The cons that I’ve found are to be some small grammatical errors; which makes me wonder about how difficult the patterns might turn out to be because of that fact alone. While the booklet states there are eight cotton designs, and lists patterns for eight designs, I’m confused by the pictures. To discover which pattern matches which tote, one has to look through the booklet and at more than one picture. The first colored picture within the needlework booklet has four totes pictured on it. Each one is clearly labeled with the proper name. Looking at the next picture page, there are five totes. Again, each is labeled with their given name. Two of these are also in the previous photo, but since they crocheted with different yarns or stripes, instead of solids, it can be difficult to pick these two out. With seven photos found, we have to search for the last one. Beginning to feel like I’m trying to find items cleverly hidden within a picture in a puzzle book, I turn to the next picture page. It has five totes in this picture. So far, no photos are a duplicate of either the front or back cover.

By this time, I’ve forgotten which one tote I haven’t found the name of. Thus I find myself, starting from top to bottom and left to right, comparing all the pages to see which one hasn’t been found. Casual Chic: No, it’s already been pictured. In Bloom: No, it’s already there also. Jaunty Shells: Ditto. Stylish Shells: Same with that one. And, last but not least is In Vogue. Although I enjoy seeing photos of a few different ways that a project might look by using another yarn (or yarn combinations) it might have been less confusing had all totes made with the same pattern might have been clustered together in one photo.

On the inside cover is an introduction pronouncing these patterns to be not only up-to-the-minute, but also easy-to-follow. While there are no skill level gauges on any of the patterns, I find that only a couple are a beginner/easy skill level and the others are an easy/intermediate skill level because of the pattern stitches.

On the same page is a directory.
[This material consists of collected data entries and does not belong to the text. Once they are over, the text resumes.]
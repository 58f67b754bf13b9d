use std::collections::BTreeSet;

use super::filter::ALL;

// ---------------------------------------------------------------------------
// Element – one entry of the periodic table
// ---------------------------------------------------------------------------

/// A normalized chemical element record.
///
/// Records are immutable once loaded. Highlighting is never stored here; it is
/// computed per filter pass (see [`crate::data::filter::classify`]).
#[derive(Debug, Clone, PartialEq)]
pub struct Element {
    /// Atomic number, the stable identity key.
    pub number: u32,
    pub symbol: String,
    pub name: String,
    /// Free-form category, e.g. `"noble gas"` or `"transition metal"`.
    pub category: String,
    /// `"Gas"`, `"Liquid"` or `"Solid"` in well-formed data.
    pub phase: String,
    /// Standard atomic weight; `None` when missing or unparseable.
    pub atomic_mass: Option<f64>,
    /// 1-based column in the 18-column grid.
    pub xpos: u8,
    /// 1-based row in the 10-row grid (rows 9 and 10 hold the f-block).
    pub ypos: u8,
    pub summary: Option<String>,
    /// Melting point in Kelvin.
    pub melt: Option<f64>,
    /// Boiling point in Kelvin.
    pub boil: Option<f64>,
    pub electron_configuration: Option<String>,
    pub electron_configuration_semantic: Option<String>,
}

impl Element {
    /// Mass with three decimals, or `N/A`.
    pub fn mass_label(&self) -> String {
        match self.atomic_mass {
            Some(m) => format!("{m:.3}"),
            None => "N/A".to_string(),
        }
    }

    pub fn melt_label(&self) -> String {
        kelvin_label(self.melt)
    }

    pub fn boil_label(&self) -> String {
        kelvin_label(self.boil)
    }

    /// Full electron configuration, falling back to the shorthand form.
    pub fn configuration_label(&self) -> &str {
        self.electron_configuration
            .as_deref()
            .or(self.electron_configuration_semantic.as_deref())
            .unwrap_or("N/A")
    }
}

fn kelvin_label(value: Option<f64>) -> String {
    match value {
        Some(k) if k != 0.0 => format!("{k}K"),
        _ => "N/A".to_string(),
    }
}

// ---------------------------------------------------------------------------
// ElementDataset – the complete loaded table
// ---------------------------------------------------------------------------

/// The loaded element table with pre-computed filter choices.
#[derive(Debug, Clone)]
pub struct ElementDataset {
    elements: Vec<Element>,
    /// `"all"` followed by the sorted distinct categories.
    pub categories: Vec<String>,
    /// `"all"` followed by the sorted distinct phases.
    pub phases: Vec<String>,
}

impl Default for ElementDataset {
    fn default() -> Self {
        Self::from_elements(Vec::new())
    }
}

impl ElementDataset {
    /// Build the dataset and derive the category / phase choices.
    pub fn from_elements(elements: Vec<Element>) -> Self {
        let (categories, phases) = filter_choices(&elements);
        ElementDataset {
            elements,
            categories,
            phases,
        }
    }

    /// Elements in source order.
    pub fn elements(&self) -> &[Element] {
        &self.elements
    }

    pub fn iter(&self) -> std::slice::Iter<'_, Element> {
        self.elements.iter()
    }

    pub fn find_by_number(&self, number: u32) -> Option<&Element> {
        self.elements.iter().find(|el| el.number == number)
    }

    /// Number of elements.
    pub fn len(&self) -> usize {
        self.elements.len()
    }

    /// Whether the dataset is empty.
    pub fn is_empty(&self) -> bool {
        self.elements.is_empty()
    }
}

/// Distinct non-empty categories and phases, each sorted and prefixed with
/// the `"all"` sentinel.
pub fn filter_choices(elements: &[Element]) -> (Vec<String>, Vec<String>) {
    let categories: BTreeSet<&str> = elements
        .iter()
        .map(|el| el.category.as_str())
        .filter(|c| !c.is_empty())
        .collect();
    let phases: BTreeSet<&str> = elements
        .iter()
        .map(|el| el.phase.as_str())
        .filter(|p| !p.is_empty())
        .collect();

    (with_sentinel(categories), with_sentinel(phases))
}

fn with_sentinel(values: BTreeSet<&str>) -> Vec<String> {
    std::iter::once(ALL)
        .chain(values)
        .map(str::to_string)
        .collect()
}

#[cfg(test)]
pub(crate) fn element(number: u32, symbol: &str, name: &str, category: &str, phase: &str) -> Element {
    Element {
        number,
        symbol: symbol.to_string(),
        name: name.to_string(),
        category: category.to_string(),
        phase: phase.to_string(),
        atomic_mass: None,
        xpos: 1,
        ypos: 1,
        summary: None,
        melt: None,
        boil: None,
        electron_configuration: None,
        electron_configuration_semantic: None,
    }
}
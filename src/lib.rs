//! Interactive periodic table: a one-time load of the element table, a
//! search / category / phase filter that highlights matches in place, and
//! an egui front end that paints the 18×10 grid.

pub mod app;
pub mod color;
pub mod config;
pub mod data;
pub mod state;
pub mod ui;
Although some may feel this would have helped me from the start, I have to beg to differ. The average person will, when faced with photos of all the patterns on the front cover, will glance at the cover and decide which pattern they’d like to do without glancing through the booklet for more photos. But, with the way this works, the fiber artist would have to leaf through the color pictures just to find a similar photo to obtain the name of the desired tote. Then, they could turn to the directory to find the listed name and discover where the pattern is listed.
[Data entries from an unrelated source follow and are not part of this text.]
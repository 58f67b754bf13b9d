use std::collections::BTreeMap;

use eframe::egui::Color32;
use palette::{Hsl, IntoColor, Srgb};

use crate::data::filter::ALL;

// ---------------------------------------------------------------------------
// Category colours
// ---------------------------------------------------------------------------

const REGISTERED_CATEGORIES: &[(&str, Color32)] = &[
    ("diatomic nonmetal", Color32::from_rgb(0x22, 0xc5, 0x5e)),
    ("noble gas", Color32::from_rgb(0xa8, 0x55, 0xf7)),
    ("alkali metal", Color32::from_rgb(0xef, 0x44, 0x44)),
    ("alkaline earth metal", Color32::from_rgb(0xf9, 0x73, 0x16)),
    ("metalloid", Color32::from_rgb(0xea, 0xb3, 0x08)),
    ("polyatomic nonmetal", Color32::from_rgb(0x84, 0xcc, 0x16)),
    ("post-transition metal", Color32::from_rgb(0x3b, 0x82, 0xf6)),
    ("transition metal", Color32::from_rgb(0x63, 0x66, 0xf1)),
    ("lanthanide", Color32::from_rgb(0xec, 0x48, 0x99)),
    ("actinide", Color32::from_rgb(0xf4, 0x3f, 0x5e)),
    ("unknown, probably transition metal", UNKNOWN_GRAY),
    ("unknown, probably post-transition metal", UNKNOWN_GRAY),
    ("unknown, probably metalloid", UNKNOWN_GRAY),
    ("unknown, predicted to be noble gas", UNKNOWN_GRAY),
];

const UNKNOWN_GRAY: Color32 = Color32::from_rgb(0x6b, 0x72, 0x80);

/// Fill for categories that have no registered colour.
pub const DEFAULT_CATEGORY_COLOR: Color32 = Color32::from_rgb(0x37, 0x41, 0x51);

/// Maps element categories to tile fill colours.
#[derive(Debug, Clone)]
pub struct CategoryPalette {
    mapping: BTreeMap<String, Color32>,
    default_color: Color32,
}

impl Default for CategoryPalette {
    fn default() -> Self {
        CategoryPalette {
            mapping: REGISTERED_CATEGORIES
                .iter()
                .map(|(name, c)| (name.to_string(), *c))
                .collect(),
            default_color: DEFAULT_CATEGORY_COLOR,
        }
    }
}

impl CategoryPalette {
    /// Look up the fill for a category, falling back to the default.
    pub fn color_for(&self, category: &str) -> Color32 {
        self.mapping
            .get(category)
            .copied()
            .unwrap_or(self.default_color)
    }

    /// Legend rows for the categories present in a dataset (sentinel skipped).
    pub fn legend_entries(&self, categories: &[String]) -> Vec<(String, Color32)> {
        categories
            .iter()
            .filter(|c| c.as_str() != ALL)
            .map(|c| (c.clone(), self.color_for(c)))
            .collect()
    }
}

// ---------------------------------------------------------------------------
// Phase borders
// ---------------------------------------------------------------------------

pub const DEFAULT_PHASE_COLOR: Color32 = Color32::from_rgb(0x6b, 0x72, 0x80);

/// Tile border colour for a phase.
pub fn phase_border(phase: &str) -> Color32 {
    match phase {
        "Gas" => Color32::from_rgb(0x38, 0xbd, 0xf8),
        "Liquid" => Color32::from_rgb(0x25, 0x63, 0xeb),
        "Solid" => Color32::from_rgb(0xa8, 0xa2, 0x9e),
        _ => DEFAULT_PHASE_COLOR,
    }
}

// ---------------------------------------------------------------------------
// Emphasis adjustments
// ---------------------------------------------------------------------------

/// Greyscale, darkened variant used for tiles that do not match the filters.
pub fn dimmed(color: Color32) -> Color32 {
    let mut hsl = to_hsl(color);
    hsl.saturation = 0.0;
    hsl.lightness *= 0.7;
    from_hsl(hsl)
}

/// Slightly lighter variant used under the pointer.
pub fn hovered(color: Color32) -> Color32 {
    let mut hsl = to_hsl(color);
    hsl.lightness = (hsl.lightness + 0.08).min(1.0);
    from_hsl(hsl)
}

fn to_hsl(color: Color32) -> Hsl {
    let rgb = Srgb::new(
        color.r() as f32 / 255.0,
        color.g() as f32 / 255.0,
        color.b() as f32 / 255.0,
    );
    rgb.into_color()
}

fn from_hsl(hsl: Hsl) -> Color32 {
    let rgb: Srgb = hsl.into_color();
    let channel = |v: f32| (v.clamp(0.0, 1.0) * 255.0).round() as u8;
    Color32::from_rgb(channel(rgb.red), channel(rgb.green), channel(rgb.blue))
}

#[cfg(test)]
mod tests {
    use super::*;

    #[test]
    fn unregistered_category_gets_default_fill() {
        let palette = CategoryPalette::default();
        assert_eq!(palette.color_for("made-up metal"), DEFAULT_CATEGORY_COLOR);
        assert_ne!(palette.color_for("noble gas"), DEFAULT_CATEGORY_COLOR);
    }

    #[test]
    fn unknown_phase_gets_default_border() {
        assert_eq!(phase_border("Plasma"), DEFAULT_PHASE_COLOR);
        assert_ne!(phase_border("Gas"), DEFAULT_PHASE_COLOR);
    }

    #[test]
    fn dimmed_is_grey_and_darker() {
        let c = dimmed(Color32::from_rgb(0xa8, 0x55, 0xf7));
        assert_eq!(c.r(), c.g());
        assert_eq!(c.g(), c.b());
        assert!(c.r() < 0xa8);
    }

    #[test]
    fn legend_skips_sentinel() {
        let palette = CategoryPalette::default();
        let entries = palette.legend_entries(&["all".to_string(), "lanthanide".to_string()]);
        assert_eq!(entries.len(), 1);
        assert_eq!(entries[0].0, "lanthanide");
    }
}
I found the abbreviations and symbols to be very good at explaining how to read the patterns; even explaining that the patterns are written in word-usage terms and phrases familiar to the US and offers a comparison chart for the English crocheters. I was impressed with the note that was given, supplying crocheters a little added information about yarns and gauges, I found the stitch guide and a metric conversion chart to be a very thoughtful addition; as was the crochet hook conversion chart between the US, English and the Continental-mm standards.
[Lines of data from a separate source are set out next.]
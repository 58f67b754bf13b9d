//! Data layer: element model, loading, grid layout and filtering.
//!
//! Architecture:
//! ```text
//!  bundled / .json / .csv / http(s)
//!        │
//!        ▼
//!   ┌──────────┐
//!   │  loader   │  fetch → coerce numbers → validate layout
//!   └──────────┘
//!        │
//!        ▼
//!   ┌────────────────┐
//!   │ ElementDataset  │  Vec<Element>, category / phase choices
//!   └────────────────┘
//!        │
//!        ▼
//!   ┌──────────┐
//!   │  filter   │  search + category + phase → per-element match flag
//!   └──────────┘
//! ```

pub mod filter;
pub mod grid;
pub mod loader;
pub mod model;
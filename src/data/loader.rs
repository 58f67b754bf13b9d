use std::collections::BTreeSet;
use std::fmt;
use std::path::{Path, PathBuf};
use std::time::Duration;

use serde::Deserialize;
use serde_json::{Map, Value as JsonValue};
use thiserror::Error;

use super::grid::PeriodicGrid;
use super::model::{Element, ElementDataset};

/// The table shipped inside the binary, used when no source is configured.
const BUNDLED_ELEMENTS: &str = include_str!("../../assets/elements.json");

/// HTTP timeout used when the caller does not pick one.
pub const DEFAULT_TIMEOUT: Duration = Duration::from_secs(15);

// ---------------------------------------------------------------------------
// Errors
// ---------------------------------------------------------------------------

/// Why the element table could not be produced.
#[derive(Debug, Error)]
pub enum LoadError {
    #[error("reading {path}: {source}")]
    Io {
        path: PathBuf,
        source: std::io::Error,
    },

    #[error("HTTP error: {0}")]
    Http(#[from] reqwest::Error),

    #[error("HTTP error! status: {status}")]
    Status { status: u16 },

    #[error("parsing JSON: {0}")]
    Json(#[from] serde_json::Error),

    #[error("parsing CSV: {0}")]
    Csv(#[from] csv::Error),

    #[error("unsupported file extension: .{0}")]
    UnsupportedFormat(String),

    #[error("record {index}: {reason}")]
    InvalidRecord { index: usize, reason: String },

    #[error("atomic number {0} appears more than once")]
    DuplicateNumber(u32),

    #[error("element {number} is placed at ({xpos}, {ypos}), outside the 18x10 grid")]
    OutOfGrid { number: u32, xpos: u8, ypos: u8 },

    #[error("elements {first} and {second} share grid cell ({xpos}, {ypos})")]
    GridCollision {
        first: u32,
        second: u32,
        xpos: u8,
        ypos: u8,
    },

    #[error("loader thread exited without a result")]
    Interrupted,
}

impl LoadError {
    fn invalid(index: usize, reason: impl Into<String>) -> Self {
        LoadError::InvalidRecord {
            index,
            reason: reason.into(),
        }
    }
}

// ---------------------------------------------------------------------------
// Sources and responses
// ---------------------------------------------------------------------------

/// Body layout of an element table.
#[derive(Debug, Clone, Copy, PartialEq, Eq)]
pub enum DataFormat {
    /// `[{ "number": 1, "symbol": "H", ... }, ...]`
    Json,
    /// Header row with the same field names, one element per line.
    Csv,
}

impl DataFormat {
    /// Pick the format from a file extension.
    pub fn from_path(path: &Path) -> Result<Self, LoadError> {
        let ext = path
            .extension()
            .and_then(|e| e.to_str())
            .unwrap_or("")
            .to_ascii_lowercase();

        match ext.as_str() {
            "json" => Ok(DataFormat::Json),
            "csv" => Ok(DataFormat::Csv),
            other => Err(LoadError::UnsupportedFormat(other.to_string())),
        }
    }
}

/// Where the element table comes from.
#[derive(Debug, Clone, PartialEq, Eq)]
pub enum DataSource {
    Bundled,
    File(PathBuf),
    Url(String),
}

impl DataSource {
    /// `http://` and `https://` locations are fetched remotely, anything else
    /// is a local path.
    pub fn parse(location: &str) -> Self {
        let lower = location.to_ascii_lowercase();
        if lower.starts_with("http://") || lower.starts_with("https://") {
            DataSource::Url(location.to_string())
        } else {
            DataSource::File(PathBuf::from(location))
        }
    }
}

impl fmt::Display for DataSource {
    fn fmt(&self, f: &mut fmt::Formatter<'_>) -> fmt::Result {
        match self {
            DataSource::Bundled => write!(f, "bundled table"),
            DataSource::File(path) => write!(f, "{}", path.display()),
            DataSource::Url(url) => write!(f, "{url}"),
        }
    }
}
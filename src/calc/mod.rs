//! Return calculators.
//!
//! Pure day-count interest arithmetic over validated inputs, the easy
//! part of the system. All rates are annualized percentages on an
//! actual/365 basis; tax applies to gross profit only.

pub mod primary;
pub mod secondary;

pub use primary::{compare_net_returns, primary_yield, PrimaryYieldBreakdown, TenorComparison};
pub use secondary::{secondary_sale, SecondarySaleBreakdown};

/// Calculator input errors.
#[derive(Debug, thiserror::Error, PartialEq)]
pub enum CalcError {
    #[error("Holding period must be shorter than the original tenor ({holding_days} >= {original_tenor_days})")]
    HoldingExceedsTenor {
        holding_days: u32,
        original_tenor_days: u32,
    },

    #[error("Invalid input: {0}")]
    InvalidInput(String),
}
One more thing I discovered about these patterns is how the designer trimmed the purses and handles with a single crochet. I find no fault in edging the purse itself in single crochet, but I’ve found that purse/tote straps edged with single crochet are prone to stretch. Therefore, no matter what a pattern might call for, I always trim straps (and anything else which might need to hold a bit of weight) with a slip stitch. This stretches very little and once the stretching is done, it doesn’t stretch any more. Washing and tumble drying a ‘machine dryable’ item will cause the fibers to return to a ‘very near’ original shape.

While I did not pay for this booklet, it was not given to me nor lent to me. It was up for sale at my sister’s yarn store and it was one that I chose to do a review on; with no pressure from anyone. Had this booklet been given to me as a gift or had I purchased it myself, my review would have been the same. My final thoughts is that I would still purchase this booklet even if for just one of the patterns.